DATA section start
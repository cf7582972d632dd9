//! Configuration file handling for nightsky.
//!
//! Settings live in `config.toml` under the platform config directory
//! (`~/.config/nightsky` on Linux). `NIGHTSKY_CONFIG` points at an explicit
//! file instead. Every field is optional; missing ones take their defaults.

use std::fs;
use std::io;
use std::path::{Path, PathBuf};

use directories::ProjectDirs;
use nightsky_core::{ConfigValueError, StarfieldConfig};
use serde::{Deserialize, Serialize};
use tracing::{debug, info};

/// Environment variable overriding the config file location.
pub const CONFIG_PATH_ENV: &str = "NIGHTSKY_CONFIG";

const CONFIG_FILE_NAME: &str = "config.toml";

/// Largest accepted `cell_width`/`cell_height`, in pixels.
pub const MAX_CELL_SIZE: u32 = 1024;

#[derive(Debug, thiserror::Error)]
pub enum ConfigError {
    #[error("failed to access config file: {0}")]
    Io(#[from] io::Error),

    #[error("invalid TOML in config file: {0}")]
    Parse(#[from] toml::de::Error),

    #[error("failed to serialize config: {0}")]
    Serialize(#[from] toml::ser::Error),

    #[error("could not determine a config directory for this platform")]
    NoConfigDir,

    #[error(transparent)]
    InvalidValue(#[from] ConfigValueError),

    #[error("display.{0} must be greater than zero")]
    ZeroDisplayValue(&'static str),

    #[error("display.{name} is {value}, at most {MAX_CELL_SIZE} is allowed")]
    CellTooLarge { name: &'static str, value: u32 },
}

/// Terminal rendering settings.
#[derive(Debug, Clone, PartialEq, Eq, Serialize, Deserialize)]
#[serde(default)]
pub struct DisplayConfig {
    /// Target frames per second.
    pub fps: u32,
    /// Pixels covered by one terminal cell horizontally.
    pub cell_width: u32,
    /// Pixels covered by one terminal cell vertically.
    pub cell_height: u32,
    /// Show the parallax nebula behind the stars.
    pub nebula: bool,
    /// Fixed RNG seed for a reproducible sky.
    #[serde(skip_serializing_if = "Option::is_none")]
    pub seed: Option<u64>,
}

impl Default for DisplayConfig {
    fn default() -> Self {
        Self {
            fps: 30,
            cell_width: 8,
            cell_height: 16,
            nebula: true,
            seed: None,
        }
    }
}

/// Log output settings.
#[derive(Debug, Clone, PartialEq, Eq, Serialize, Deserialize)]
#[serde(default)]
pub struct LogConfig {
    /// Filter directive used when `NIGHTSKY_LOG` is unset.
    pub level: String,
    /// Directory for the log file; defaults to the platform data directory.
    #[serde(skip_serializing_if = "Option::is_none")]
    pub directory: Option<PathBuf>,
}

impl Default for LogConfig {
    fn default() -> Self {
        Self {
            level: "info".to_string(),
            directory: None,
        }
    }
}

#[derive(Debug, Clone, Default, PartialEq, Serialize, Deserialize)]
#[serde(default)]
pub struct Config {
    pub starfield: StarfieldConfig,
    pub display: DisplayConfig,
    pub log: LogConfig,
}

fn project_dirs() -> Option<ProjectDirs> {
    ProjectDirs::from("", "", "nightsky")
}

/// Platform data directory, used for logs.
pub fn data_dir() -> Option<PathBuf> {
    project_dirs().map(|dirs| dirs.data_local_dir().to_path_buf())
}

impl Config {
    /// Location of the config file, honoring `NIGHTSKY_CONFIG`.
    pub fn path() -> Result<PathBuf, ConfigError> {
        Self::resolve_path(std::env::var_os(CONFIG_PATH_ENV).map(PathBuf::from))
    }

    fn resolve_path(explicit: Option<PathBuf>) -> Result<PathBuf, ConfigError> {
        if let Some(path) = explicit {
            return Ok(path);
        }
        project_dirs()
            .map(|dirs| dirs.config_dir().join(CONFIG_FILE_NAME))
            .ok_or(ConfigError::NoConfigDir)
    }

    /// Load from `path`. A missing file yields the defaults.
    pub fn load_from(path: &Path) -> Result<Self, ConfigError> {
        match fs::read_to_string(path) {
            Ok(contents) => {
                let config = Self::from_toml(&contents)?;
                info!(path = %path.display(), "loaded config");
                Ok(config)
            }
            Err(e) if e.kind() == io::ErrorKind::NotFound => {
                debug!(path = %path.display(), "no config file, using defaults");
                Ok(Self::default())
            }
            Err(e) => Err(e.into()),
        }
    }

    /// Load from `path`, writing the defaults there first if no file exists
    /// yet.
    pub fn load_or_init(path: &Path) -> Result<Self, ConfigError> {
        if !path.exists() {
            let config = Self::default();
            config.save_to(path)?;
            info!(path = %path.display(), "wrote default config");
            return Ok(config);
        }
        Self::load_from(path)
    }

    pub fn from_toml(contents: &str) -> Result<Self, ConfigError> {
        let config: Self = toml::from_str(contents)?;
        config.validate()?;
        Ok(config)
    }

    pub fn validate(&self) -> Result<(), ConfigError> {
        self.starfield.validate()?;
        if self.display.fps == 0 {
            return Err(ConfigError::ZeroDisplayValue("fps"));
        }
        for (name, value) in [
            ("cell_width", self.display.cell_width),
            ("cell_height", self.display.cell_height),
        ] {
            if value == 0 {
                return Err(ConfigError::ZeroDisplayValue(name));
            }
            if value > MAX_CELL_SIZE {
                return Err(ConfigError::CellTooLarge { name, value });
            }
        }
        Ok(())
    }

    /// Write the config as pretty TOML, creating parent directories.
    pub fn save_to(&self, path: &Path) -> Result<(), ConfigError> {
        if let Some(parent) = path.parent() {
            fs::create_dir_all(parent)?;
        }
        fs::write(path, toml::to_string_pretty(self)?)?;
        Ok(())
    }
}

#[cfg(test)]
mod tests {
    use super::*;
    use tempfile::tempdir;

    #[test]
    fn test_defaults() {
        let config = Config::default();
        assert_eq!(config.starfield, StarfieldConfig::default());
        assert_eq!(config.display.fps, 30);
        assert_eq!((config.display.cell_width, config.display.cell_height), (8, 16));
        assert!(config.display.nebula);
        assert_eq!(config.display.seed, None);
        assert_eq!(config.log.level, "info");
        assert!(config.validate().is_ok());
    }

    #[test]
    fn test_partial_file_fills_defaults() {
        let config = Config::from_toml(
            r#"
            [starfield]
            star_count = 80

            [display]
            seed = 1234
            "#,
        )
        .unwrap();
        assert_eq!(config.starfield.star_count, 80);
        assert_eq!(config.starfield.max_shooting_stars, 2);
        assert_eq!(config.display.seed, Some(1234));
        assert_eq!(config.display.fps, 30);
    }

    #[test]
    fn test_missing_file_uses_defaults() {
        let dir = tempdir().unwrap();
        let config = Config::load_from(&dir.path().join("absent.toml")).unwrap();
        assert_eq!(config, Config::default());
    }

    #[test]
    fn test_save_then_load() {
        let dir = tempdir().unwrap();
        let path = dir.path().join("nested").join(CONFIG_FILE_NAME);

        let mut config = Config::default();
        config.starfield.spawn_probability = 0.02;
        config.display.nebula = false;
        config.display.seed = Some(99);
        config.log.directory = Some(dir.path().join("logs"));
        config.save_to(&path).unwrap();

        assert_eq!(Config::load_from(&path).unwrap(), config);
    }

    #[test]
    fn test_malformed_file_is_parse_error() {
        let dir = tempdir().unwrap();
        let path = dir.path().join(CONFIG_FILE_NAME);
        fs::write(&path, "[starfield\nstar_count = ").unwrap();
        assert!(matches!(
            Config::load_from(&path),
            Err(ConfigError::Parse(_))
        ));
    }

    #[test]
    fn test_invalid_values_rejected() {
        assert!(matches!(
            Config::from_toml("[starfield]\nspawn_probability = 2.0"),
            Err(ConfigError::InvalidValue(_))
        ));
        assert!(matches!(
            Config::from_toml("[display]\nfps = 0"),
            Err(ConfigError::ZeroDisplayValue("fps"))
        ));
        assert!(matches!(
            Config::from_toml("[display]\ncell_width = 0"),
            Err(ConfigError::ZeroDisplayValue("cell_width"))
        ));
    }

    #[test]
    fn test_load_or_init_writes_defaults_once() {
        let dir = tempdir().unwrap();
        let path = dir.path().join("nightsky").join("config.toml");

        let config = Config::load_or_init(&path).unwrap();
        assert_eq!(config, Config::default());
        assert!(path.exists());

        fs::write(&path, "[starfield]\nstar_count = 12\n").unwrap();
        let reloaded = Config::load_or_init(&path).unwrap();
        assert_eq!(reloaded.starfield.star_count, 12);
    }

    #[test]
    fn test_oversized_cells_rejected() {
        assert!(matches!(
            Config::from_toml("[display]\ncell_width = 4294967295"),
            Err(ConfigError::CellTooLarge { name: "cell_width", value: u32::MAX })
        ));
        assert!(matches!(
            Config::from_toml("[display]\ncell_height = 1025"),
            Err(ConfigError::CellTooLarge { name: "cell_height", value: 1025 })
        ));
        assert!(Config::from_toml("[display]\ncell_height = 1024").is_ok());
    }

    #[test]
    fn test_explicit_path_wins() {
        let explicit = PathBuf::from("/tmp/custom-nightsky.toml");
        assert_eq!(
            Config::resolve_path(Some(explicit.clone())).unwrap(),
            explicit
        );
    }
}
DATA section end
DATA section start
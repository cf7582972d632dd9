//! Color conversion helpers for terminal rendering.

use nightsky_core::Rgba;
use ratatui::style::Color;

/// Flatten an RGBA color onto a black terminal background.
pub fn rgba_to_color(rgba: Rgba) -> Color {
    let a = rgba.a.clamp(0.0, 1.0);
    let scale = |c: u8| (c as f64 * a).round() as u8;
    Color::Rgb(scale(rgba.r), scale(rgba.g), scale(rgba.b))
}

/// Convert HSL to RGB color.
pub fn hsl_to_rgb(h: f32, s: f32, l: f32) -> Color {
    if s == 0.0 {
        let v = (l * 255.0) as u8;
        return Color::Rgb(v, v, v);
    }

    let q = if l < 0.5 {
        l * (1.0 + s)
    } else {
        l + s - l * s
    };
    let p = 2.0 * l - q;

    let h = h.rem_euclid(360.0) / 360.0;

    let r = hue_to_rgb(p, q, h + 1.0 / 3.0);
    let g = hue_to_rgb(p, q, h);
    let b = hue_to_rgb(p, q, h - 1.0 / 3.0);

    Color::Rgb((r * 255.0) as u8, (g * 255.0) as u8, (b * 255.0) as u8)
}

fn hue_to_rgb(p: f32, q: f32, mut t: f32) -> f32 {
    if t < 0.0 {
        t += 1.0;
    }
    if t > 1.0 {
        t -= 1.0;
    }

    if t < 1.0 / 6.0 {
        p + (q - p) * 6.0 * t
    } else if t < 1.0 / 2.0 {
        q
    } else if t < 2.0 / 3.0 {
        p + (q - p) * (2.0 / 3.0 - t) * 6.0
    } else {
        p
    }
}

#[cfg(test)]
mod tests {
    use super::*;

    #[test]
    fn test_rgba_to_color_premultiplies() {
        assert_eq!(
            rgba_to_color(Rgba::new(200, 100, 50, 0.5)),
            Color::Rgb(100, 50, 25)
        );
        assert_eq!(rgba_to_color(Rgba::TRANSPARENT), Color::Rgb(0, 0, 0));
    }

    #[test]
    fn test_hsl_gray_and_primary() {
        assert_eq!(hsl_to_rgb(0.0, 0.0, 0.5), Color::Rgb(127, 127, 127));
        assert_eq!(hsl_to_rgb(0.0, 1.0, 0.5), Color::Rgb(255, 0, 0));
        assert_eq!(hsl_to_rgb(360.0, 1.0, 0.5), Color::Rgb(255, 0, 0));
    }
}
DATA section end
__EXERCISE DETAILS__
Using the material above, return every line that holds the string "derive".

__OUTPUT__
#[derive(Debug, thiserror::Error)]
#[derive(Debug, Clone, PartialEq, Eq, Serialize, Deserialize)]
#[derive(Debug, Clone, PartialEq, Eq, Serialize, Deserialize)]
#[derive(Debug, Clone, Default, PartialEq, Serialize, Deserialize)]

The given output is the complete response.